An estimated 170 million people have the blood-borne infection worldwide, which is a major cause of chronic liver disease. The recent approval of DAAs has led to a revolution in the treatment of HCV, but the high cost of DAAs limits access to treatment in America and abroad.
"Recent clinical trials of DAAs against HCV suggest that cure of the infection often took place before the end of treatment," said Harel Dahari, PhD, assistant professor at Loyola University Chicago Stritch School of Medicine.
"Treatment currently is standardized to be given for a set period of time, not tailored to the patient," said Scott Cotler, MD, FCO, hepatology division director for Loyola and Stritch professor. "In many cases, this may result in the prolonged use of expensive drugs with essentially no additional positive effect."

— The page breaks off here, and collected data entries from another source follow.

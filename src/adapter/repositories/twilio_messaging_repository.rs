//! Twilio Messaging Repository Implementation
//!
//! MessagingRepositoryのTwilio実装

use anyhow::Result;
use async_trait::async_trait;
use std::sync::Arc;

use crate::adapter::twilio::client::TwilioClient;
use crate::domain::repositories::messaging_repository::{MessagingRepository, OutboundMessage};

/// Twilioメッセージングリポジトリ
pub struct TwilioMessagingRepository {
    client: Arc<TwilioClient>,
}

impl TwilioMessagingRepository {
    /// 新しいリポジトリを作成
    pub fn new(client: Arc<TwilioClient>) -> Self {
        Self { client }
    }
}

#[async_trait]
impl MessagingRepository for TwilioMessagingRepository {
    async fn send_message(&self, message: &OutboundMessage) -> Result<String> {
        let resource = self
            .client
            .create_message(
                &message.from,
                &message.to,
                &message.body,
                &message.media_url,
            )
            .await?;
        Ok(resource.sid)
    }
}
//! # PhoneRecipient Value Object
//!
//! 配信先の電話番号

use std::fmt;

/// 配信先の電話番号（国番号付き）
#[derive(Debug, Clone, PartialEq, Eq)]
pub struct PhoneRecipient {
    number: String,
}

impl PhoneRecipient {
    /// 国番号付きの番号からそのまま作成
    pub fn new(number: impl Into<String>) -> Self {
        Self {
            number: number.into(),
        }
    }

    /// ユーザー入力のローカル番号に国番号を付与して作成
    ///
    /// ```
    /// use photobatch::domain::entities::recipient::PhoneRecipient;
    ///
    /// let recipient = PhoneRecipient::with_country_code("+65", " 91234567 ");
    /// assert_eq!(recipient.number(), "+6591234567");
    /// assert_eq!(recipient.channel_address("whatsapp:"), "whatsapp:+6591234567");
    /// ```
    pub fn with_country_code(country_code: &str, local_number: &str) -> Self {
        Self::new(format!("{}{}", country_code, local_number.trim()))
    }

    pub fn number(&self) -> &str {
        &self.number
    }

    /// チャネルプレフィックス付きのアドレス（例: `whatsapp:+65...`）
    pub fn channel_address(&self, channel_prefix: &str) -> String {
        format!("{}{}", channel_prefix, self.number)
    }
}

impl fmt::Display for PhoneRecipient {
    fn fmt(&self, f: &mut fmt::Formatter<'_>) -> fmt::Result {
        f.write_str(&self.number)
    }
}
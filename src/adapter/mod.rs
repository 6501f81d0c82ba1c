//! Adapter Layer
//!
//! 外部システム（Google Drive, Twilio, ファイルシステム）との統合

pub mod auth;
pub mod config;
pub mod drive;
pub mod error;
pub mod repositories;
pub mod twilio;
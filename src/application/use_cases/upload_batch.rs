//! # Upload Batch Use Case
//!
//! 写真をバッチフォルダにまとめてアップロードするユースケース

use anyhow::{Context, Result};
use log::info;
use std::path::Path;
use std::sync::Arc;

use crate::application::dto::reports::{UploadOutcome, UploadReport, UploadedPhoto};
use crate::application::dto::requests::UploadRequest;
use crate::domain::entities::batch::{BatchNumber, BatchSequencer};
use crate::domain::entities::photo::Photo;
use crate::domain::repositories::photo_repository::PhotoRepository;
use crate::domain::repositories::storage_repository::StorageRepository;

/// バッチアップロードユースケース
///
/// ルートフォルダ直下に番号付きフォルダを作成し、写真をアップロードする
pub struct UploadBatchUseCase<S: StorageRepository, P: PhotoRepository> {
    storage_repository: Arc<S>,
    photo_repository: Arc<P>,
    root_folder_id: String,
}

impl<S: StorageRepository, P: PhotoRepository> UploadBatchUseCase<S, P> {
    /// 新しいユースケースを作成
    ///
    /// # Arguments
    ///
    /// * `storage_repository` - ストレージリポジトリ
    /// * `photo_repository` - 写真リポジトリ
    /// * `root_folder_id` - バッチフォルダの親フォルダID（固定設定）
    pub fn new(
        storage_repository: Arc<S>,
        photo_repository: Arc<P>,
        root_folder_id: String,
    ) -> Self {
        Self {
            storage_repository,
            photo_repository,
            root_folder_id,
        }
    }

    /// パスが既存のファイルかどうか
    pub fn is_legit_file(path: &Path) -> bool {
        path.is_file()
    }

    /// パスが既存のディレクトリかどうか
    pub fn is_legit_dir(path: &Path) -> bool {
        path.is_dir()
    }

    /// 次のバッチ番号でフォルダを作成する
    ///
    /// 番号はフォルダ作成に成功した場合のみ消費される
    ///
    /// # Returns
    ///
    /// (バッチ番号, フォルダID)
    pub async fn create_batch_folder(
        &self,
        sequencer: &mut BatchSequencer,
    ) -> Result<(BatchNumber, String)> {
        let batch = sequencer.peek();
        let folder_id = self
            .storage_repository
            .create_folder(&batch.folder_name(), &self.root_folder_id)
            .await
            .with_context(|| format!("Failed to create folder for batch {}", batch))?;
        sequencer.next();

        info!("Created batch folder {} ({})", batch, folder_id);
        Ok((batch, folder_id))
    }

    /// 1ファイルをアップロードする
    pub async fn upload_one(&self, path: &Path, folder_id: &str) -> Result<UploadedPhoto> {
        let photo = Photo::from_path(path);
        self.upload_photo(&photo, folder_id).await
    }

    /// ディレクトリ直下の全ファイルをアップロードする
    ///
    /// 1件でも失敗した時点で中断する
    pub async fn upload_many(&self, dir: &Path, folder_id: &str) -> Result<Vec<UploadedPhoto>> {
        let photos = self.photo_repository.discover_photos(dir).await?;

        let mut uploaded = Vec::with_capacity(photos.len());
        for photo in &photos {
            uploaded.push(self.upload_photo(photo, folder_id).await?);
        }

        Ok(uploaded)
    }

    async fn upload_photo(&self, photo: &Photo, folder_id: &str) -> Result<UploadedPhoto> {
        let object_id = self
            .storage_repository
            .upload_file(photo, folder_id)
            .await
            .with_context(|| format!("Failed to upload {}", photo.path().display()))?;

        info!("Uploaded {} as {}", photo.name(), object_id);
        Ok(UploadedPhoto {
            name: photo.name().to_string(),
            object_id,
        })
    }

    /// アップロード要求を1件処理する
    ///
    /// # Returns
    ///
    /// パスが存在しなければ `UploadOutcome::NotFound`（番号は消費しない）、
    /// 存在すればフォルダを1つ作成して全ファイルをアップロードした結果
    ///
    /// # Errors
    ///
    /// ストレージ呼び出しに失敗した場合にエラーを返す
    pub async fn execute(
        &self,
        request: &UploadRequest,
        sequencer: &mut BatchSequencer,
    ) -> Result<UploadOutcome> {
        let path = request.path.as_path();
        let is_file = Self::is_legit_file(path);

        if !is_file && !Self::is_legit_dir(path) {
            return Ok(UploadOutcome::NotFound(request.path.clone()));
        }

        let (batch, folder_id) = self.create_batch_folder(sequencer).await?;

        let photos = if is_file {
            vec![self.upload_one(path, &folder_id).await?]
        } else {
            self.upload_many(path, &folder_id).await?
        };

        Ok(UploadOutcome::Uploaded(UploadReport {
            batch,
            folder_id,
            photos,
        }))
    }
}

#[cfg(test)]
mod tests {
    use super::*;
    use async_trait::async_trait;
    use mockall::predicate::eq;
    use std::fs;
    use std::path::PathBuf;
    use tempfile::TempDir;

    use crate::domain::repositories::storage_repository::MockStorageRepository;

    struct MockPhotoRepository {
        photos: Vec<PathBuf>,
    }

    #[async_trait]
    impl PhotoRepository for MockPhotoRepository {
        async fn discover_photos(&self, _dir: &Path) -> Result<Vec<Photo>> {
            Ok(self.photos.iter().map(Photo::from_path).collect())
        }
    }

    fn use_case(
        storage: MockStorageRepository,
        photos: Vec<PathBuf>,
    ) -> UploadBatchUseCase<MockStorageRepository, MockPhotoRepository> {
        UploadBatchUseCase::new(
            Arc::new(storage),
            Arc::new(MockPhotoRepository { photos }),
            "ROOT".to_string(),
        )
    }

    #[test]
    fn test_is_legit_file_and_dir() {
        let temp_dir = TempDir::new().unwrap();
        let file = temp_dir.path().join("a.jpg");
        fs::write(&file, b"jpeg").unwrap();
        let missing = temp_dir.path().join("missing.jpg");

        type UseCase = UploadBatchUseCase<MockStorageRepository, MockPhotoRepository>;

        assert!(UseCase::is_legit_file(&file));
        assert!(!UseCase::is_legit_dir(&file));
        assert!(UseCase::is_legit_dir(temp_dir.path()));
        assert!(!UseCase::is_legit_file(temp_dir.path()));
        assert!(!UseCase::is_legit_file(&missing));
        assert!(!UseCase::is_legit_dir(&missing));
    }

    #[tokio::test]
    async fn test_create_batch_folder_uses_sequencer() {
        let mut storage = MockStorageRepository::new();
        storage
            .expect_create_folder()
            .with(eq("1"), eq("ROOT"))
            .times(1)
            .returning(|_, _| Ok("F1".to_string()));
        storage
            .expect_create_folder()
            .with(eq("2"), eq("ROOT"))
            .times(1)
            .returning(|_, _| Ok("F2".to_string()));

        let use_case = use_case(storage, vec![]);
        let mut sequencer = BatchSequencer::new();

        let first = use_case.create_batch_folder(&mut sequencer).await.unwrap();
        let second = use_case.create_batch_folder(&mut sequencer).await.unwrap();

        assert_eq!(first, (BatchNumber::new(1), "F1".to_string()));
        assert_eq!(second, (BatchNumber::new(2), "F2".to_string()));
    }

    #[tokio::test]
    async fn test_create_batch_folder_failure_keeps_number() {
        let mut storage = MockStorageRepository::new();
        storage
            .expect_create_folder()
            .returning(|_, _| Err(anyhow::anyhow!("403 Forbidden")));

        let use_case = use_case(storage, vec![]);
        let mut sequencer = BatchSequencer::new();

        assert!(use_case.create_batch_folder(&mut sequencer).await.is_err());
        assert_eq!(sequencer.peek().value(), 1);
    }

    #[tokio::test]
    async fn test_execute_missing_path_does_not_consume_batch() {
        let storage = MockStorageRepository::new();
        let use_case = use_case(storage, vec![]);
        let mut sequencer = BatchSequencer::new();

        let request = UploadRequest::new("/definitely/not/here.jpg");
        let outcome = use_case.execute(&request, &mut sequencer).await.unwrap();

        assert_eq!(
            outcome,
            UploadOutcome::NotFound(PathBuf::from("/definitely/not/here.jpg"))
        );
        assert_eq!(sequencer.peek().value(), 1);
    }

    #[tokio::test]
    async fn test_execute_single_file() {
        let temp_dir = TempDir::new().unwrap();
        let file = temp_dir.path().join("a.jpg");
        fs::write(&file, b"jpeg").unwrap();

        let mut storage = MockStorageRepository::new();
        storage
            .expect_create_folder()
            .times(1)
            .returning(|_, _| Ok("F1".to_string()));
        storage
            .expect_upload_file()
            .withf(|photo, parent| photo.name() == "a.jpg" && parent == "F1")
            .times(1)
            .returning(|_, _| Ok("obj-1".to_string()));

        let use_case = use_case(storage, vec![]);
        let mut sequencer = BatchSequencer::new();

        let request = UploadRequest::new(file.to_str().unwrap());
        let outcome = use_case.execute(&request, &mut sequencer).await.unwrap();

        match outcome {
            UploadOutcome::Uploaded(report) => {
                assert_eq!(report.batch, BatchNumber::new(1));
                assert_eq!(report.folder_id, "F1");
                assert_eq!(report.object_ids(), vec!["obj-1"]);
            }
            other => panic!("unexpected outcome: {:?}", other),
        }
        assert_eq!(sequencer.peek().value(), 2);
    }

    #[tokio::test]
    async fn test_execute_directory_uploads_every_photo() {
        let temp_dir = TempDir::new().unwrap();
        let photos = vec![
            temp_dir.path().join("a.jpg"),
            temp_dir.path().join("b.jpg"),
        ];

        let mut storage = MockStorageRepository::new();
        storage
            .expect_create_folder()
            .times(1)
            .returning(|_, _| Ok("F1".to_string()));
        storage
            .expect_upload_file()
            .withf(|_, parent| parent == "F1")
            .times(2)
            .returning(|photo, _| Ok(format!("id-{}", photo.name())));

        let use_case = use_case(storage, photos);
        let mut sequencer = BatchSequencer::new();

        let request = UploadRequest::new(temp_dir.path().to_str().unwrap());
        let outcome = use_case.execute(&request, &mut sequencer).await.unwrap();

        match outcome {
            UploadOutcome::Uploaded(report) => {
                assert_eq!(report.object_ids(), vec!["id-a.jpg", "id-b.jpg"]);
            }
            other => panic!("unexpected outcome: {:?}", other),
        }
    }

    #[tokio::test]
    async fn test_upload_many_aborts_on_first_failure() {
        let temp_dir = TempDir::new().unwrap();
        let photos = vec![
            temp_dir.path().join("a.jpg"),
            temp_dir.path().join("b.jpg"),
            temp_dir.path().join("c.jpg"),
        ];

        let mut storage = MockStorageRepository::new();
        storage
            .expect_upload_file()
            .withf(|photo, _| photo.name() == "a.jpg")
            .times(1)
            .returning(|_, _| Ok("id-a".to_string()));
        storage
            .expect_upload_file()
            .withf(|photo, _| photo.name() == "b.jpg")
            .times(1)
            .returning(|_, _| Err(anyhow::anyhow!("500 Internal Server Error")));

        let use_case = use_case(storage, photos);

        let result = use_case.upload_many(temp_dir.path(), "F1").await;
        assert!(result.is_err());
    }
}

Using more frequent blood testing to determine HCV levels, Loyola researchers were able to identify when a cure was reached and predict when therapy could be discontinued. This modeling could allow for individualized treatment to achieve optimal results while reducing drug duration and cost.
"This is the first time this approach has been tested in hepatitis C patients undergoing DAA treatment," Dr. Dahari said. "This initial study is very encouraging."
The lead authors, Drs. Dahari, Laetitia Canini, PhD, Susan L. Uprichard, PhD, and colleagues examined the test results of 58 chronic-HCV patients being treated with the widely used DAA drug sofosbuvir, combined with daclatasvir, simeprevir or ledipasvir, in three French referral centers. HCV was measured before treatment (called baseline), at day two, every other week, end of treatment and then 12 weeks after end of treatment. Mathematical modeling was used to predict the duration of treatment need to achieve a cure.
"The use of early viral-kinetic analysis has the potential to individualize duration of DAA therapy with a projected cost savings of 16 to 20 percent per 100 treated persons and up to 50 percent in about 40 percent of patients," Dr. Dahari and colleagues wrote. "Shorter regimens with low pill burdens, and few adverse effects, could improve patient adherence in difficult to treat populations."
The study, published in the Journal of Hepatology, is titled "HCV kinetic and modeling analyses indicate similar time to cure among sofosbuvir combination regimens with declatasvir, simeprevir or ledipasvir."